Young Fathers’ members – Hastings, Alloysious Massaquoi and Kayus Bankole – came together in Edinburgh at an underage hip hop night, Hastings noting that “music isn’t a big thing” in the city. From disparate backgrounds, quirkily, they share their fathers’ names. Massaquoi emigrated from Liberia in childhood. Bankole was born to Nigerian parents in Edinburgh but has spent time in the US. Hastings grew up on a council estate. Their first album, Dead, signalled their breakthrough. They weren’t favourites for the Mercury – and Britain’s mainstream media gave them a hard time for looking grumpy.

Young Fathers wasted no time following Dead. They travelled to Berlin – but, before that, reportedly worked in Melbourne. White Men Are Black Men Too, led by Rain Or Shine, has a harder electronic, almost industrial, edge. But “the album that we’ve done is our idea of what a pop record should be – it’s just it’s a different kind of pop record of the time, ‘cause that’s where we wanna fit. We didn’t wanna be a leftfield electronic group. We wanna be in among everybody else and heard by as many people as possible.” Indeed, Young Fathers are reclaiming “pop” – and their place in it. As such, when writing, they’d “simplify” their ideas. Still, the title isn’t exactly innocuous. Ahead of its release, the trio circulated part of an impassioned email from Massaquoi to their management, written in capitals, defending it (“It’s got issues of race and so what?”). Hastings maintains they didn’t go with the title to confuse or offend. “We actually believe that the world is a complex place that’s not black and white, that’s not equal, so this is to kind of combat that – to make people think about it.”
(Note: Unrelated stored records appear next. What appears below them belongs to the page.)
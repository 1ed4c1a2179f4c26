//! Resources posted to a classroom.

use std::sync::Arc;

use serde::Deserialize;
use tracing::info;

use classhub_core::result::AppResult;
use classhub_database::{ClassResourceStore, ClassroomStore};
use classhub_entity::{ClassResource, NewClassResource};

use crate::guard::{
    RequiredFields, optional_text, require_absolute_uri, require_affected, require_reference,
};

/// Body of a class resource creation.
#[derive(Debug, Clone, Default, Deserialize)]
pub struct CreateClassResourceRequest {
    pub class_code: Option<String>,
    pub course_code: Option<String>,
    pub description: Option<String>,
    #[serde(rename = "type")]
    pub kind: Option<String>,
    pub link: Option<String>,
}

/// Handles class resources.
#[derive(Debug, Clone)]
pub struct ClassResourceService {
    resources: Arc<dyn ClassResourceStore>,
    classrooms: Arc<dyn ClassroomStore>,
}

impl ClassResourceService {
    /// Creates a new class resource service.
    pub fn new(
        resources: Arc<dyn ClassResourceStore>,
        classrooms: Arc<dyn ClassroomStore>,
    ) -> Self {
        Self {
            resources,
            classrooms,
        }
    }

    /// Lists every class resource.
    pub async fn list(&self) -> AppResult<Vec<ClassResource>> {
        self.resources.find_all().await
    }

    /// Lists the resources posted to one classroom.
    pub async fn list_by_class(&self, class_code: &str) -> AppResult<Vec<ClassResource>> {
        self.resources.find_by_class(class_code).await
    }

    /// Posts a resource to an existing classroom.
    pub async fn create(&self, req: CreateClassResourceRequest) -> AppResult<ClassResource> {
        let mut required = RequiredFields::new();
        let class_code = required.text("class_code", req.class_code);
        let description = required.text("description", req.description);
        let kind = required.text("type", req.kind);
        let link = required.text("link", req.link);
        required.check()?;

        require_absolute_uri("link", &link)?;
        require_reference("classroom", &class_code, self.classrooms.exists(&class_code)).await?;

        let data = NewClassResource {
            class_code,
            course_code: optional_text(req.course_code),
            description,
            kind,
            link,
        };

        let resource = self.resources.create(&data).await?;
        info!(
            class_resource_id = resource.id,
            class_code = %resource.class_code,
            "Class resource created"
        );
        Ok(resource)
    }

    /// Deletes a class resource by id.
    pub async fn delete(&self, id: i64) -> AppResult<()> {
        let rows = self.resources.delete(id).await?;
        require_affected(rows, "Class resource")?;
        info!(class_resource_id = id, "Class resource deleted");
        Ok(())
    }
}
White Men Are Black Men Too is timely since, with a recharged Civil Rights movement Stateside, hip hop has become more stridently political, Run The Jewels and Kendrick Lamar at the forefront. Yet Young Fathers remain outliers. “We’re definitely just doing our own thing. We didn’t see ourselves as hip hop – we’re not a hip hop group. But I think that some of the things that are being said by Kendrick Lamar are great. It’s even just refreshing for people to be talking about things like that, ‘cause it feels like for a while a lot of stuff has been eradicated in music – especially on important subjects that actually affect people’s lives.”